As próximas reuniões, ainda neste semestre, vão abordar o conceito de “mundo Bani” (sigla para “brittle, anxious, nonlinear e incompreensível”, ou “frágil, ansioso, não linear e incompreensível”, do inglês). A expressão, criada pelo antropólogo e futurologista americano Jamais Cascio, se refere aos desafios da modernidade, com reflexos no ambiente de trabalho.
Maura acredita que as condutas com poder de unir o quadro devem escalar nos próximos anos. “Sempre foi essencial que as empresas investissem nas equipes”, diz. “Mas, agora, isso se tornou obrigatório para que os times mantenham a confiança em suas habilidades e lidem com um mundo incerto, em constante mudança”.

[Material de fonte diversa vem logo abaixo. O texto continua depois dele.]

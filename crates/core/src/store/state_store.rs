use std::collections::{BTreeMap, BTreeSet};
use std::sync::Arc;

use log::debug;
use serde::{Deserialize, Serialize};

use crate::error::{RegistryError, ResyncRequired, StoreError};
use crate::id::NetworkId;
use crate::schema::{ComponentKind, ComponentRegistry, ComponentValue, kinds_in_mask};
use crate::tick::{Tick, tick_greater_than};
use crate::world::ComponentSource;

use super::image::SnapshotImage;
use super::patch::{DeltaPatch, xor};
use super::ring::DeltaRing;
use super::rle;

#[derive(Debug, Clone, Serialize, Deserialize)]
pub struct StoreConfig {
    /// Number of retained delta patches (N).
    pub history_ticks: usize,
}

impl Default for StoreConfig {
    fn default() -> Self {
        Self { history_ticks: 64 }
    }
}

#[derive(Debug, Clone, Default)]
pub struct CommitSummary {
    pub tick: Tick,
    /// Staged components whose committed bytes actually differ.
    pub changed: Vec<(NetworkId, ComponentKind)>,
    pub removed: Vec<NetworkId>,
    pub image_bytes: usize,
    pub diff_rle_bytes: usize,
}

/// Authoritative byte image plus the ring of historical patches.
///
/// Mutations are staged into a working image and become visible only through
/// [`StateStore::commit`], which runs once per tick after all gameplay writes.
#[derive(Debug)]
pub struct StateStore {
    registry: Arc<ComponentRegistry>,
    committed: SnapshotImage,
    staging: SnapshotImage,
    ring: DeltaRing,
    tick: Option<Tick>,
    staged_changes: BTreeSet<(NetworkId, ComponentKind)>,
    staged_removals: BTreeSet<NetworkId>,
    /// Tick at which each live entity got its current slot.
    assigned: BTreeMap<NetworkId, Tick>,
    last_commit: CommitSummary,
}

impl StateStore {
    pub fn new(registry: Arc<ComponentRegistry>, config: &StoreConfig) -> Self {
        let stride = registry.slot_layout().stride();
        Self {
            registry,
            committed: SnapshotImage::new(stride),
            staging: SnapshotImage::new(stride),
            ring: DeltaRing::new(config.history_ticks),
            tick: None,
            staged_changes: BTreeSet::new(),
            staged_removals: BTreeSet::new(),
            assigned: BTreeMap::new(),
            last_commit: CommitSummary::default(),
        }
    }

    pub fn registry(&self) -> &Arc<ComponentRegistry> {
        &self.registry
    }

    pub fn tick(&self) -> Option<Tick> {
        self.tick
    }

    pub fn last_commit(&self) -> &CommitSummary {
        &self.last_commit
    }

    pub fn history(&self) -> &DeltaRing {
        &self.ring
    }

    pub fn committed_bytes(&self) -> &[u8] {
        self.committed.bytes()
    }

    pub fn stage_component(
        &mut self,
        id: NetworkId,
        kind: ComponentKind,
        value: &ComponentValue,
    ) -> Result<(), StoreError> {
        let encoded = self.registry.encode(kind, value)?;
        let layout = self.registry.slot_layout();
        let Some(range) = layout.component_range(kind) else {
            return Err(RegistryError::UnknownKind(kind).into());
        };
        let (byte, mask) = layout.presence_bit(kind);

        let slot = self.staging.ensure_slot(id);
        let bytes = self.staging.slot_bytes_mut(slot);
        bytes[range].copy_from_slice(&encoded);
        bytes[byte] |= mask;

        self.staged_removals.remove(&id);
        self.staged_changes.insert((id, kind));
        Ok(())
    }

    /// Removes one component from an entity that stays alive.
    pub fn stage_component_removal(
        &mut self,
        id: NetworkId,
        kind: ComponentKind,
    ) -> Result<(), StoreError> {
        let layout = self.registry.slot_layout();
        let range = layout
            .component_range(kind)
            .ok_or(RegistryError::UnknownKind(kind))?;
        let (byte, mask) = layout.presence_bit(kind);
        let slot = self.staging.slot_of(id).ok_or(StoreError::UnknownEntity(id))?;

        let bytes = self.staging.slot_bytes_mut(slot);
        bytes[range].fill(0);
        bytes[byte] &= !mask;
        self.staged_changes.insert((id, kind));
        Ok(())
    }

    pub fn stage_removal(&mut self, id: NetworkId) -> bool {
        if !self.staging.remove(id) {
            return false;
        }
        self.staged_changes.retain(|(changed, _)| *changed != id);
        self.staged_removals.insert(id);
        true
    }

    /// Pulls this tick's changed and removed sets from the entity store.
    pub fn stage_from<S: ComponentSource + ?Sized>(&mut self, source: &S) -> Result<(), StoreError> {
        for id in source.removed_entities() {
            self.stage_removal(id);
        }
        for (id, kind) in source.changed_components() {
            match source.component(id, kind) {
                Some(value) => self.stage_component(id, kind, value)?,
                None if self.staging.slot_of(id).is_some() => {
                    self.stage_component_removal(id, kind)?
                }
                None => {}
            }
        }
        Ok(())
    }

    pub fn commit(&mut self, tick: Tick) -> Result<&CommitSummary, StoreError> {
        if let Some(last) = self.tick
            && !tick_greater_than(tick, last)
        {
            return Err(StoreError::TickNotAdvancing { tick, last });
        }

        let diff = xor(self.staging.bytes(), self.committed.bytes());
        let stride = self.staging.stride();
        let layout = self.registry.slot_layout();

        // a slot handed to a new occupant may hold identical bytes
        let reassigned: BTreeSet<NetworkId> = self
            .staged_changes
            .iter()
            .map(|&(id, _)| id)
            .filter(|&id| self.staging.slot_of(id) != self.committed.slot_of(id))
            .collect();

        let changed: Vec<_> = std::mem::take(&mut self.staged_changes)
            .into_iter()
            .filter(|&(id, kind)| {
                let Some(slot) = self.staging.slot_of(id) else {
                    return false;
                };
                let base = slot * stride;
                let (byte, mask) = layout.presence_bit(kind);
                let presence_flipped = diff.get(base + byte).is_some_and(|b| b & mask != 0);
                reassigned.contains(&id)
                    || presence_flipped
                    || layout.component_range(kind).is_some_and(|range| {
                        diff[base + range.start..base + range.end].iter().any(|&b| b != 0)
                    })
            })
            .collect();

        let diff_rle_bytes = rle::encoded_len(&diff);
        if let Some(previous) = self.tick {
            self.ring.push(previous, diff);
        }
        for id in &self.staged_removals {
            self.assigned.remove(id);
        }
        for id in reassigned {
            self.assigned.insert(id, tick);
        }
        self.committed.clone_from(&self.staging);
        self.tick = Some(tick);

        self.last_commit = CommitSummary {
            tick,
            changed,
            removed: std::mem::take(&mut self.staged_removals).into_iter().collect(),
            image_bytes: self.committed.bytes().len(),
            diff_rle_bytes,
        };
        debug!(
            "commit tick={} entities={} changed={} removed={} diff_rle={}B",
            tick,
            self.committed.len(),
            self.last_commit.changed.len(),
            self.last_commit.removed.len(),
            diff_rle_bytes
        );
        Ok(&self.last_commit)
    }

    /// Patch from `tick` to now. `Ok(None)` means `tick` is the current tick.
    pub fn patch_since(&self, tick: Tick) -> Result<Option<&DeltaPatch>, ResyncRequired> {
        if self.tick == Some(tick) {
            return Ok(None);
        }
        self.ring.find(tick).map(Some).ok_or(ResyncRequired {
            tick,
            oldest_retained: self.ring.oldest_tick(),
        })
    }

    /// Image as of `tick`, padded with zeros to the current length.
    pub fn reconstruct(&self, tick: Tick) -> Result<Vec<u8>, ResyncRequired> {
        Ok(match self.patch_since(tick)? {
            Some(patch) => patch.apply(self.committed.bytes()),
            None => self.committed.bytes().to_vec(),
        })
    }

    pub fn component_changed_since(
        &self,
        tick: Tick,
        id: NetworkId,
        kind: ComponentKind,
    ) -> Result<bool, ResyncRequired> {
        Ok(self.changed_components_since(tick, id)? & kind.bit() != 0)
    }

    /// Mask of the components of `id` whose bytes differ between `tick` and now.
    /// An entity that moved into its slot after `tick` counts as wholly changed.
    pub fn changed_components_since(&self, tick: Tick, id: NetworkId) -> Result<u32, ResyncRequired> {
        let Some(patch) = self.patch_since(tick)? else {
            return Ok(0);
        };
        let Some(slot) = self.committed.slot_of(id) else {
            return Ok(self.registry.all_mask());
        };
        if self.assigned.get(&id).is_some_and(|&at| tick_greater_than(at, tick)) {
            return Ok(self.registry.all_mask());
        }

        let layout = self.registry.slot_layout();
        let base = slot * self.committed.stride();
        let mut mask = 0;
        for kind in kinds_in_mask(self.registry.all_mask()) {
            let (byte, bit) = layout.presence_bit(kind);
            let flipped = patch.byte(base + byte) & bit != 0;
            let differs = layout
                .component_range(kind)
                .is_some_and(|r| !patch.is_zero(base + r.start..base + r.end));
            if flipped || differs {
                mask |= kind.bit();
            }
        }
        Ok(mask)
    }

    pub fn slot_of(&self, id: NetworkId) -> Option<usize> {
        self.committed.slot_of(id)
    }

    pub fn contains(&self, id: NetworkId) -> bool {
        self.committed.slot_of(id).is_some()
    }

    /// Committed entities in ascending ID order.
    pub fn entities(&self) -> Vec<NetworkId> {
        let mut ids: Vec<_> = self.committed.ids().collect();
        ids.sort_unstable();
        ids
    }

    pub fn present_mask(&self, id: NetworkId) -> u32 {
        let Some(slot) = self.committed.slot_of(id) else {
            return 0;
        };
        let layout = self.registry.slot_layout();
        let presence = &self.committed.slot_bytes(slot)[..layout.presence_bytes()];
        presence
            .iter()
            .take(4)
            .enumerate()
            .fold(0u32, |mask, (i, &b)| mask | (b as u32) << (i * 8))
            & self.registry.all_mask()
    }

    pub fn component_bytes(&self, id: NetworkId, kind: ComponentKind) -> Option<&[u8]> {
        if self.present_mask(id) & kind.bit() == 0 {
            return None;
        }
        let slot = self.committed.slot_of(id)?;
        let range = self.registry.slot_layout().component_range(kind)?;
        Some(&self.committed.slot_bytes(slot)[range])
    }

    pub fn read_component(&self, id: NetworkId, kind: ComponentKind) -> Option<ComponentValue> {
        let bytes = self.component_bytes(id, kind)?;
        let layout = &self.registry.descriptor(kind).ok()?.layout;
        layout.read(bytes).ok()
    }
}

A executiva afirma que as políticas de “reaproximação” também ajudam na retenção de talentos. “Temos o objetivo de manter funcionários de carreira, que façam uma jornada profissional aqui dentro”, explica.
A maioria do quadro da Topmind tem, em média, dez anos de casa, um período considerado raro na indústria de TI, com um turnover de 3%, ante 15% do setor, segundo informações do mercado. A companhia abriu mais de 250 vagas em 2022 e pretende manter o mesmo patamar em 2023. O programa de team building trouxe outros aspectos positivos, como a maior confiança das equipes nas tomadas de decisão e tranquilidade para atravessar fases de incertezas”, garante. “No ambiente de trabalho, tudo pode ser sempre melhorado, desde que haja reconhecimento, colaboração e proximidade.”